Holy Trinity! City Council Committees Give Hudson Square Rezoning Stamp of Approval

Hudson Square just got hotter.

Hudson Square: so hot.

For years, Hudson Square has been that increasingly rare thing in Manhattan—a sleepy neighborhood. Even as demand for office space has surged, Hudson Square has been largely distinguished by its proximity to more happening neighborhoods and the entrance to the Holland Tunnel. Soon, all that will change.

This morning, the City Council’s zoning and franchise committee approved the Hudson Square Rezoning and the full land use committee followed suit soon after, paving the way for full City Council approval (probably later this month). The decision, however, was not granted without modifications—more affordable housing, open space funding and an agreement from the Landmarks Preservation Commission to vote on the northern section of the South Village Historic District by the end of the year.

Initiated by Trinity Real Estate, the the property arm of Trinity Church, the rezoning has enjoyed broad public support and widespread popularity.
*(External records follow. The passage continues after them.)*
use version_sync::{assert_html_root_url_updated, assert_markdown_deps_updated};

#[test]
fn readme_is_in_sync() {
    assert_markdown_deps_updated!("README.md");
}

#[test]
fn html_root_url_is_in_sync() {
    assert_html_root_url_updated!("src/lib.rs");
}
Although Trinity stands to benefit from the rezoning more than any other property owner—the church owns roughly 40 percent of the property between Canal and Houston Streets, from Sixth Avenue to Washington Street—the lack of height restrictions and the prohibition on residential development has led to the general consensus that something needed to be done. This was underscored by the particularly unpopular construction of Trump Soho, which skirted the residential prohibition by building a hotel and condos.

“Today’s positive action significantly advances the process launched more than 5 years ago,” wrote Trinity Real Estate president Jason Pizer in a statement, “and we look forward to the rezoning’s final consideration by the full council.”
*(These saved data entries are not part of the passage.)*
//! sa-core: Skill Assessor Core Library
//!
//! Gemini client, master/sub-agent orchestration and the stitching
//! assessment model shared by the WhatsApp bot and the local CLI.

pub mod agents;
pub mod assessment;
pub mod config;
pub mod error;
pub mod llm;
pub mod pipeline;

pub use agents::{
    AssessmentPlan, Decision, FinalVerdict, KnowledgeBase, MasterAgent, MediaPayload, SubAgent,
    SubAgentOutcome, SubAgentRegistry, SubAgentReport, UserInput, mentions_stitching,
};
pub use assessment::{RatingBand, StitchingAssessment, Verdict};
pub use config::{
    AssessmentConfig, Config, GeminiConfig, ServerConfig, TwilioConfig, WebhookConfig,
};
pub use error::{Error, Result};
pub use llm::{ContentGenerator, GeminiClient, Part};
pub use pipeline::{AssessmentPipeline, AssessmentRun};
One of the few voices that has spoken out against the passage of the rezoning was the Greenwich Village Society for Historic Preservation. The society expressed concerns—which were backed by the city’s own impact study—that the rezoning would increase development pressures in the neighboring South Village, a district that the society has been trying to get landmarked for years. They pressured Christine Quinn and the rest of the Council to make the rezoning contingent on the district’s landmarking.
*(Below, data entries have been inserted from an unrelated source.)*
//! Plan, delegate, verdict
//!
//! The host drives the workflow; agents never call each other directly.
//! Each step is exposed on its own so a chat front end can report progress
//! between them, and `run` chains all three for batch callers.

use std::path::Path;
use std::sync::Arc;

use tracing::{info, instrument};

pub use crate::agents::{MediaPayload, SubAgentReport, UserInput};
use crate::agents::{
    AssessmentPlan, FinalVerdict, KnowledgeBase, MasterAgent, SubAgentInstruction,
    SubAgentRegistry,
};
use crate::config::Config;
use crate::error::{Error, Result};
use crate::llm::{ContentGenerator, GeminiClient};

/// Everything one pass through the pipeline produced
#[derive(Debug, Clone)]
pub struct AssessmentRun {
    pub plan: AssessmentPlan,
    pub reports: Vec<SubAgentReport>,
    /// `None` when the plan delegated nothing
    pub verdict: Option<FinalVerdict>,
}

pub struct AssessmentPipeline {
    master: MasterAgent,
    registry: SubAgentRegistry,
}

impl AssessmentPipeline {
    pub fn new(master: MasterAgent, registry: SubAgentRegistry) -> Self {
        Self { master, registry }
    }

    /// Pipeline with the built-in sub-agents sharing one generator
    pub fn with_generator(
        generator: Arc<dyn ContentGenerator>,
        knowledge: KnowledgeBase,
    ) -> Self {
        let registry = SubAgentRegistry::with_defaults(generator.clone());
        Self::new(MasterAgent::new(generator, knowledge), registry)
    }

    /// Gemini-backed pipeline from application config
    pub fn from_config(config: &Config) -> Result<Self> {
        let client = GeminiClient::new(&config.gemini)?;
        let knowledge = KnowledgeBase::load(config.assessment.prompts_dir.as_deref().map(Path::new))?;
        info!(
            model = client.model(),
            roles = ?knowledge.roles(),
            "Assessment pipeline ready"
        );
        Ok(Self::with_generator(Arc::new(client), knowledge))
    }

    pub fn master(&self) -> &MasterAgent {
        &self.master
    }

    pub fn registry(&self) -> &SubAgentRegistry {
        &self.registry
    }

    /// Step 1: ask the master agent what to do
    pub async fn plan(&self, input: &UserInput) -> Result<AssessmentPlan> {
        self.master.plan(input).await
    }

    /// Run a single instruction and wrap the outcome for the verdict step
    pub async fn delegate_one(
        &self,
        instruction: &SubAgentInstruction,
        image: Option<&MediaPayload>,
    ) -> SubAgentReport {
        let result = self.registry.execute(instruction, image).await;
        SubAgentReport {
            agent_name: instruction.agent_name.clone(),
            skill_assessed: instruction.task_context.skill().to_string(),
            result,
        }
    }

    /// Step 2: run every instruction in order
    pub async fn delegate(
        &self,
        instructions: &[SubAgentInstruction],
        image: Option<&MediaPayload>,
    ) -> Vec<SubAgentReport> {
        let mut reports = Vec::with_capacity(instructions.len());
        for instruction in instructions {
            reports.push(self.delegate_one(instruction, image).await);
        }
        reports
    }

    /// Step 3: hand the reports back to the master agent
    pub async fn verdict(&self, role: &str, reports: &[SubAgentReport]) -> Result<FinalVerdict> {
        self.master.final_verdict(role, reports).await
    }

    #[instrument(skip_all, fields(query = %input.query))]
    pub async fn run(&self, input: &UserInput) -> Result<AssessmentRun> {
        let plan = self.plan(input).await?;
        if !plan.has_instructions() {
            return Ok(AssessmentRun {
                plan,
                reports: Vec::new(),
                verdict: None,
            });
        }

        let role = plan.target_role().ok_or(Error::MissingRole)?.to_string();
        let reports = self
            .delegate(&plan.sub_agent_instructions, input.image.as_ref())
            .await;
        let verdict = self.verdict(&role, &reports).await?;

        Ok(AssessmentRun {
            plan,
            reports,
            verdict: Some(verdict),
        })
    }
}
The compromise struck today—rumored to be in the works after the subcommittee delayed its vote last week—falls somewhat short of that goal, but is a step in the right direction. Although Landmarks will not vote on the southern section of the district this year, it has agreed to undertake a final survey of the area.

“This is extremely important progress in our very long fight to preserve our neighborhood,” GVSHP executive director Andrew Berman wrote of the decision. “The commitment to landmark part of the proposed South Village Historic District will help protect this endangered neighborhood from overwhelming development pressure, which has increased greatly due to the Hudson Square rezoning.”

Among the other modifications to the plan, the zoning text will be modified to allow developers to maximize affordable housing to the fullest extent allowed (the rezoning is expected to bring between 2,000 and 3,000 new apartments, a modest percentage of which will be affordable). Open space funding—one of the community’s requests—has also been incorporated into the modified plan, with the Parks Department agreeing to prioritize $5.6 million in mitigation funds to fix the roof at Pier 40 and to expand the services at the Dapalito Center, allowing for use of both the indoor and outdoor pools at the same time.

Trinity has also agreed to build new recreation spaces for community use at the 444-seat elementary school, which  (itself a concession to accommodate the neighborhood’s new residents). The community will have access to the school’s “gymnatorium” a gym/auditorium, which will feature community programming by a third party operator and have a separate, non-school entrance. Before the rezoning proposal came to the City Council, the City Planning Commission and borough president Scott Stringer negotiated a few other changes, knocking the height of the buildings down from 320 feet to 290 feet and requiring special permits for any hotels with more than 100 rooms.

To mollify other property owners, like Edison and Toll Brothers, in the neighborhood, Trinity also agreed to eliminate Subdistrict B from the plan, which would have restricted building heights near the Holland Tunnel.

The local business improvement district, Hudson Square Connection, celebrated the impending jolt of life that the rezoning will bring: “The Hudson Square rezoning will transform our thriving business neighborhood into a 24/7 community,” said Ellen Baer in a statement.  “The retail and amenities to follow the residential development will provide the creative workers in Hudson Square with the conveniences New Yorkers expect.”

Community Board 2 also hailed the changes to the plan, particularly its open space and recreation modifications as well as the landmarking agreement.

“Community Board 2 is thrilled with the Council’s changes to the Hudson Square plan,” wrote CB2 chair David Gruber in a release about the vote. When we spoke with Mr. Gruber later on the phone, he singled out the South Village landmarking as a huge accomplishment and credited Ms. Quinn’s office for negotiating details that the “community board was very happy with” and shaping a plan that he thought was “a win all around.”